Just a month later, Hampton University in Virginia announced that Cosby no longer serves on the university’s board of trustees following more than 60 women who made sexual assault allegations against Cosby over the years, and Hampton may not be the last black college to cut ties with Cosby—and the reputation of Cosby may never recover.
This is quite the fall from grace for one of the only black celebrities who actually can be recognized with helping to promote the mission of historically black colleges and universities (HBCUs) all over the country. (Cosby’s hit TV show The Cosby Show and its spin-off, A Different World, set at the fictional Hillman College, both helped to increase the attendance at black colleges by 24 percent from 1984 to 1993, according to the leader at Dillard University Walter Kimbrough, also known as “Hip-Hop Prez” to many of his students. Cosby became “America’s Dad” during this time.)
Even if FAMU continues to work with Cosby, lots of people in the black college community agree that they’re feeling betrayed by this charge.
The state of Ohio’s only public historically black university had already taken action in 2015, removing Cosby’s name from one of their buildings on campus.

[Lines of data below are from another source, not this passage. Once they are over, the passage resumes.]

//! Table layout and versioned migrations for the redb state store.
//!
//! Records are stored as JSON values. Composite keys are `:`-joined strings;
//! slugs cannot contain `:`, so a `"{run_id}:"` prefix scan returns exactly one
//! run's rows. Numeric key parts are zero-padded to keep them ordered.

use anyhow::{Context, Result};
use redb::{Database, ReadableTable, TableDefinition, WriteTransaction};

use crate::types::{RunId, StepSlug};

pub(crate) const WORKFLOWS_TABLE: TableDefinition<&str, &[u8]> = TableDefinition::new("workflows");
pub(crate) const RUNS_TABLE: TableDefinition<&str, &[u8]> = TableDefinition::new("runs");
pub(crate) const STEP_STATES_TABLE: TableDefinition<&str, &[u8]> =
    TableDefinition::new("step_states");
pub(crate) const TASKS_TABLE: TableDefinition<&str, &[u8]> = TableDefinition::new("tasks");
pub(crate) const QUEUES_TABLE: TableDefinition<&str, &[u8]> = TableDefinition::new("queues");
pub(crate) const QUEUE_MESSAGES_TABLE: TableDefinition<&str, &[u8]> =
    TableDefinition::new("queue_messages");
pub(crate) const QUEUE_ARCHIVE_TABLE: TableDefinition<&str, &[u8]> =
    TableDefinition::new("queue_archive");
pub(crate) const META_TABLE: TableDefinition<&str, u64> = TableDefinition::new("meta");

pub(crate) const SCHEMA_VERSION_KEY: &str = "schema_version";
pub(crate) const MESSAGE_SEQ_KEY: &str = "queue_message_seq";

struct Migration {
    version: u64,
    description: &'static str,
    apply: fn(&WriteTransaction) -> Result<()>,
}

const MIGRATIONS: &[Migration] = &[
    Migration {
        version: 1,
        description: "create workflow, run, step and task tables",
        apply: create_state_tables,
    },
    Migration {
        version: 2,
        description: "create queue tables",
        apply: create_queue_tables,
    },
];

/// Latest schema version this build knows about
pub const SCHEMA_VERSION: u64 = 2;

fn create_state_tables(txn: &WriteTransaction) -> Result<()> {
    txn.open_table(WORKFLOWS_TABLE)
        .context("Failed to open workflows table")?;
    txn.open_table(RUNS_TABLE)
        .context("Failed to open runs table")?;
    txn.open_table(STEP_STATES_TABLE)
        .context("Failed to open step states table")?;
    txn.open_table(TASKS_TABLE)
        .context("Failed to open tasks table")?;
    Ok(())
}

fn create_queue_tables(txn: &WriteTransaction) -> Result<()> {
    txn.open_table(QUEUES_TABLE)
        .context("Failed to open queues table")?;
    txn.open_table(QUEUE_MESSAGES_TABLE)
        .context("Failed to open queue messages table")?;
    txn.open_table(QUEUE_ARCHIVE_TABLE)
        .context("Failed to open queue archive table")?;
    Ok(())
}

/// Bring the database up to [`SCHEMA_VERSION`]. Safe to call on every open.
pub(crate) fn migrate(db: &Database) -> Result<u64> {
    let write_txn = db.begin_write().context("Failed to begin write transaction")?;
    let mut current = 0;
    {
        let meta = write_txn
            .open_table(META_TABLE)
            .context("Failed to open meta table")?;
        if let Some(version) = meta
            .get(SCHEMA_VERSION_KEY)
            .context("Failed to read schema version")?
        {
            current = version.value();
        };
    }

    if current > SCHEMA_VERSION {
        anyhow::bail!(
            "Database schema version {} is newer than supported version {}",
            current,
            SCHEMA_VERSION
        );
    }

    for migration in MIGRATIONS.iter().filter(|m| m.version > current) {
        tracing::info!(
            "Applying store migration {}: {}",
            migration.version,
            migration.description
        );
        (migration.apply)(&write_txn)?;
    }

    {
        let mut meta = write_txn
            .open_table(META_TABLE)
            .context("Failed to open meta table")?;
        meta.insert(SCHEMA_VERSION_KEY, SCHEMA_VERSION)
            .context("Failed to record schema version")?;
    }
    write_txn.commit().context("Failed to commit migrations")?;

    Ok(SCHEMA_VERSION)
}

pub(crate) fn run_key(run_id: &RunId) -> String {
    run_id.to_string()
}

pub(crate) fn run_prefix(run_id: &RunId) -> String {
    format!("{}:", run_id)
}

pub(crate) fn step_key(run_id: &RunId, step: &StepSlug) -> String {
    format!("{}:{}", run_id, step)
}

pub(crate) fn step_task_prefix(run_id: &RunId, step: &StepSlug) -> String {
    format!("{}:{}:", run_id, step)
}

pub(crate) fn task_key(run_id: &RunId, step: &StepSlug, task_index: u32) -> String {
    format!("{}:{}:{:010}", run_id, step, task_index)
}

pub(crate) fn queue_prefix(queue: &str) -> String {
    format!("{}:", queue)
}

pub(crate) fn message_key(queue: &str, msg_id: i64) -> String {
    format!("{}:{:020}", queue, msg_id)
}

The Dayton Daily News reports that Bill and his wife Camille has donated more than $2 million to the university, though.
FAMU’s decision on the matter is likely to be announced on Friday, looking to cut ties or not with Cosby who had developed a friendship with former President Frederick Humphries in the mid-1980s, and donated thousands to the university and also awarded an honorary doctorate by Humphries in 1992. Current FAMU students and alumni say the historically black university shouldn’t have to pull the plug just yet, citing his work to help promote and give back to black colleges nationally.
But even if FAMU continues to work with Cosby, lots of people in the black college community agree that they’re feeling betrayed by this charge.

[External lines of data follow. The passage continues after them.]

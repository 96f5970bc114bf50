use super::{activator, CompletionOutcome, FailureOutcome, FlowEngine};
use crate::config::EngineConfig;
use crate::error::EngineError;
use crate::queue::Queue;
use crate::store::{FlowStore, StateWriter};
use crate::types::{Run, RunStatus, StepState, StepStatus, Task, TaskId, TaskStatus};
use crate::workflow::StepSpec;
use anyhow::{anyhow, Result};
use chrono::Utc;
use serde_json::{Map, Value};

impl<S: FlowStore> FlowEngine<S> {
    /// Record a task's output and cascade: finish the step once its last
    /// task lands, release dependents, and finish the run once its last step
    /// lands. All of it commits atomically.
    pub fn complete_task(&self, task_id: &TaskId, output: Value) -> Result<CompletionOutcome> {
        let outcome = self
            .store
            .write(|scope| complete_in(scope, &self.config, task_id, output))?;

        if let CompletionOutcome::StepCompleted { activated, .. } = &outcome {
            if !activated.is_empty() {
                self.queue.notify_waiters();
            }
        }
        Ok(outcome)
    }

    /// Record a failed attempt. The task is requeued with backoff while it
    /// has attempts left; after that the task, its step and the run fail.
    pub fn fail_task(&self, task_id: &TaskId, error: &str) -> Result<FailureOutcome> {
        let outcome = self
            .store
            .write(|scope| fail_in(scope, &self.config, task_id, error))?;

        if let FailureOutcome::Retrying { delay, .. } = &outcome {
            if delay.is_zero() {
                self.queue.notify_waiters();
            }
        }
        Ok(outcome)
    }
}

fn complete_in<W: StateWriter>(
    scope: &W,
    config: &EngineConfig,
    task_id: &TaskId,
    output: Value,
) -> Result<CompletionOutcome> {
    let mut task = scope
        .task(task_id)?
        .ok_or_else(|| EngineError::TaskNotFound(task_id.clone()))?;
    if task.status != TaskStatus::Started {
        tracing::debug!(
            "Ignoring completion of task {}: task is {:?}",
            task_id,
            task.status
        );
        return Ok(CompletionOutcome::Ignored);
    }
    let mut run = scope
        .run(&task_id.run_id)?
        .ok_or(EngineError::RunNotFound(task_id.run_id))?;

    let now = Utc::now();
    task.status = TaskStatus::Completed;
    task.completed_at = Some(now);
    if let Some(msg_id) = task.queue_message_id {
        scope.archive_message(run.workflow_slug.as_str(), msg_id)?;
    }

    if run.status != RunStatus::Running {
        scope.put_task(&task)?;
        tracing::info!(
            "Discarding output of task {}: run is {:?}",
            task_id,
            run.status
        );
        return Ok(CompletionOutcome::Discarded);
    }

    task.output = Some(output);
    scope.put_task(&task)?;

    let mut state = scope
        .step_state(&run.id, &task_id.step_slug)?
        .ok_or_else(|| anyhow!("Step state {} missing for run {}", task_id.step_slug, run.id))?;
    state.remaining_tasks = state.remaining_tasks.saturating_sub(1);
    if state.remaining_tasks > 0 || state.status != StepStatus::Started {
        scope.put_step_state(&state)?;
        return Ok(CompletionOutcome::TaskCompleted);
    }

    let tasks = scope.step_tasks(&run.id, &state.step_slug)?;
    state.output = Some(aggregate_output(&state.spec, &tasks));
    state.status = StepStatus::Completed;
    state.completed_at = Some(now);
    scope.put_step_state(&state)?;
    tracing::info!("Step {} of run {} completed", state.step_slug, run.id);

    run.remaining_steps = run.remaining_steps.saturating_sub(1);
    if run.remaining_steps == 0 {
        let states = scope.step_states(&run.id)?;
        run.output = Some(run_output(&states));
        run.status = RunStatus::Completed;
        run.completed_at = Some(now);
        scope.put_run(&run)?;
        tracing::info!("Run {} completed", run.id);
        return Ok(CompletionOutcome::RunCompleted);
    }
    scope.put_run(&run)?;

    let mut ready = Vec::new();
    for dependent in &state.dependents {
        let mut dep_state = scope
            .step_state(&run.id, dependent)?
            .ok_or_else(|| anyhow!("Step state {} missing for run {}", dependent, run.id))?;
        dep_state.remaining_deps = dep_state.remaining_deps.saturating_sub(1);
        scope.put_step_state(&dep_state)?;
        if dep_state.remaining_deps == 0 {
            ready.push(dependent.clone());
        }
    }
    let activated = activator::start_ready_steps(scope, config, &run.id, &ready)?;

    Ok(CompletionOutcome::StepCompleted {
        step: state.step_slug,
        activated,
    })
}

fn fail_in<W: StateWriter>(
    scope: &W,
    config: &EngineConfig,
    task_id: &TaskId,
    error: &str,
) -> Result<FailureOutcome> {
    let mut task = scope
        .task(task_id)?
        .ok_or_else(|| EngineError::TaskNotFound(task_id.clone()))?;
    if task.status != TaskStatus::Started {
        tracing::debug!(
            "Ignoring failure of task {}: task is {:?}",
            task_id,
            task.status
        );
        return Ok(FailureOutcome::Ignored);
    }
    let run = scope
        .run(&task_id.run_id)?
        .ok_or(EngineError::RunNotFound(task_id.run_id))?;
    let queue = run.workflow_slug.as_str();

    task.error = Some(error.to_string());

    if run.status != RunStatus::Running {
        task.status = TaskStatus::Failed;
        task.completed_at = Some(Utc::now());
        if let Some(msg_id) = task.queue_message_id {
            scope.archive_message(queue, msg_id)?;
        }
        scope.put_task(&task)?;
        return Ok(FailureOutcome::Discarded);
    }

    let state = scope
        .step_state(&run.id, &task_id.step_slug)?
        .ok_or_else(|| anyhow!("Step state {} missing for run {}", task_id.step_slug, run.id))?;

    if task.attempts_count < task.max_attempts {
        let delay = config
            .retry
            .delay_for(state.spec.base_delay_secs, task.attempts_count);

        let requeued = match task.queue_message_id {
            Some(msg_id) => scope.set_message_vt(queue, msg_id, delay)?,
            None => false,
        };
        if !requeued {
            let msg_id = scope.send_message(queue, serde_json::to_value(task_id)?, delay)?;
            task.queue_message_id = Some(msg_id);
        }
        task.status = TaskStatus::Queued;
        scope.put_task(&task)?;

        tracing::warn!(
            "Task {} failed (attempt {}/{}), retrying in {:?}: {}",
            task_id,
            task.attempts_count,
            task.max_attempts,
            delay,
            error
        );
        return Ok(FailureOutcome::Retrying {
            attempt: task.attempts_count,
            delay,
        });
    }

    fail_terminally(scope, run, state, task, error)?;
    Ok(FailureOutcome::Failed)
}

/// Mark a task, its step and its run as failed, archiving the task's message
pub(crate) fn fail_terminally<W: StateWriter>(
    scope: &W,
    mut run: Run,
    mut state: StepState,
    mut task: Task,
    error: &str,
) -> Result<()> {
    let now = Utc::now();

    task.status = TaskStatus::Failed;
    task.error = Some(error.to_string());
    task.completed_at = Some(now);
    if let Some(msg_id) = task.queue_message_id {
        scope.archive_message(run.workflow_slug.as_str(), msg_id)?;
    }
    scope.put_task(&task)?;

    state.status = StepStatus::Failed;
    state.error = Some(error.to_string());
    state.completed_at = Some(now);
    scope.put_step_state(&state)?;

    run.status = RunStatus::Failed;
    run.error = Some(format!(
        "step '{}' task {} failed: {}",
        task.step_slug, task.task_index, error
    ));
    run.completed_at = Some(now);
    scope.put_run(&run)?;

    tracing::error!("Run {} failed: {}", run.id, error);
    Ok(())
}

/// A single step's output is its task's output; a map step's output is the
/// array of its task outputs in `task_index` order.
fn aggregate_output(spec: &StepSpec, tasks: &[Task]) -> Value {
    let mut outputs = tasks
        .iter()
        .map(|t| t.output.clone().unwrap_or(Value::Null));
    if spec.is_map() {
        Value::Array(outputs.collect())
    } else {
        outputs.next().unwrap_or(Value::Null)
    }
}

/// With one leaf step the run output is that step's output, otherwise an
/// object keyed by leaf slug.
fn run_output(states: &[StepState]) -> Value {
    let leaves: Vec<&StepState> = states.iter().filter(|s| s.dependents.is_empty()).collect();
    match leaves.as_slice() {
        [only] => only.output.clone().unwrap_or(Value::Null),
        _ => {
            let mut output = Map::new();
            for leaf in leaves {
                output.insert(
                    leaf.step_slug.0.clone(),
                    leaf.output.clone().unwrap_or(Value::Null),
                );
            }
            Value::Object(output)
        }
    }
}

Update: After this editorial was written, FAMU officials released a statement saying that they’re thankful for the many contributions Cosby and his wife, Camille, has given to the black college over the years, adding that “Hundreds of FAMU students have benefited significantly from Drs. William and Camille Cosby’s gifts given to the university more than 20 years ago.” The Tallahassee Democrat also reports that FAMU is unlikely to cut ties with Cosby, not following several other universities that have distant themselves from the comedian.